▸ **What you need to do**: When a line contains the string "with", it counts once; give the total of such lines in the entries below and nothing else.

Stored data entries
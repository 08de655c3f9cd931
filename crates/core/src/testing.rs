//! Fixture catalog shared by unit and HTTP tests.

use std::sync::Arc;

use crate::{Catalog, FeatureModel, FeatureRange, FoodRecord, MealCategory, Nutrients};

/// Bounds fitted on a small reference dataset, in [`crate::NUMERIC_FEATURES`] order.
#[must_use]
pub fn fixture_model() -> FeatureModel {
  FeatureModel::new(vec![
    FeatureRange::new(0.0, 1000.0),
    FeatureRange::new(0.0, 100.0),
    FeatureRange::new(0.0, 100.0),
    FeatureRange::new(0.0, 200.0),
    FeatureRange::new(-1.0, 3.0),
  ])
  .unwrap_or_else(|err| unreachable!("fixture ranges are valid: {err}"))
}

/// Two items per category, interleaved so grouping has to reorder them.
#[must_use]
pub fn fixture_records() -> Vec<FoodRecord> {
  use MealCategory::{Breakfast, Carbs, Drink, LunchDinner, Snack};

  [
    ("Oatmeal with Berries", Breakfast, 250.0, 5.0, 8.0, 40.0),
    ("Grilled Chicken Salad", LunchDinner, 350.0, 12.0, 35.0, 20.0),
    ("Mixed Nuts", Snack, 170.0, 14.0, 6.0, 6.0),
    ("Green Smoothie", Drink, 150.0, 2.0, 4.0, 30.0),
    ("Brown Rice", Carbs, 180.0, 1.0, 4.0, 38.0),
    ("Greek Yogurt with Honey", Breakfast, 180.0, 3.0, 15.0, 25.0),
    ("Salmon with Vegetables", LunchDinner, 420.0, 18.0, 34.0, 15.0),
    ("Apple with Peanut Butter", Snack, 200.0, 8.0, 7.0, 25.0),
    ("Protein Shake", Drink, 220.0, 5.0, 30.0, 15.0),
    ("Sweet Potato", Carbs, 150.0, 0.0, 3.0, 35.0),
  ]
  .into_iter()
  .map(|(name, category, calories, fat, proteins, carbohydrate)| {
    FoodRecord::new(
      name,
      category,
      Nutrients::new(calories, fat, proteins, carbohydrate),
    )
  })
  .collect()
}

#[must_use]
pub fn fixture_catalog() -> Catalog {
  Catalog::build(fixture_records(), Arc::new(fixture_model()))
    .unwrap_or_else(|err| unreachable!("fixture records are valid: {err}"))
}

--

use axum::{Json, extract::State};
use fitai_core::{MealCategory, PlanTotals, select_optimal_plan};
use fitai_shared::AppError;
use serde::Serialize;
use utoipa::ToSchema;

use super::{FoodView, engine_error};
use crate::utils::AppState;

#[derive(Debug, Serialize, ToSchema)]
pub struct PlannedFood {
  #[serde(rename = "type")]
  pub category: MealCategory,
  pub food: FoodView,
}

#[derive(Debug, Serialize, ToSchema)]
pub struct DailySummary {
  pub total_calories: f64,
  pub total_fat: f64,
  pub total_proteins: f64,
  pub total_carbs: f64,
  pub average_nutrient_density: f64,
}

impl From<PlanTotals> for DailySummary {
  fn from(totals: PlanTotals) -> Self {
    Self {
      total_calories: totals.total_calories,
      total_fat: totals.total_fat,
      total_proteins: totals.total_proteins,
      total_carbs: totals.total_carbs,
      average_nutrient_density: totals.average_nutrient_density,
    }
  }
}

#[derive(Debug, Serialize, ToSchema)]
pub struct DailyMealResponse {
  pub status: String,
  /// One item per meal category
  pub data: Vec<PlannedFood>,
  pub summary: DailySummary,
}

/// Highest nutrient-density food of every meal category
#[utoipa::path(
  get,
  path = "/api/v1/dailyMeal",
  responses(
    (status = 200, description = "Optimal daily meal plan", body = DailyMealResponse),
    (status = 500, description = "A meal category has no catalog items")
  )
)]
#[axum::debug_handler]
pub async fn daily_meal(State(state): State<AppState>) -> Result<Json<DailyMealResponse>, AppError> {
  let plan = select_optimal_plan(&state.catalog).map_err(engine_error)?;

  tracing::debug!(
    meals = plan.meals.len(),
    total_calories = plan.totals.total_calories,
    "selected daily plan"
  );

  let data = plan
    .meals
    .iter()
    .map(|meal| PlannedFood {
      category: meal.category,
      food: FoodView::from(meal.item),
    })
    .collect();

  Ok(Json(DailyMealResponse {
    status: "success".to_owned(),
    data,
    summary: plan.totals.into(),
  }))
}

▸ **Expected answer**: 4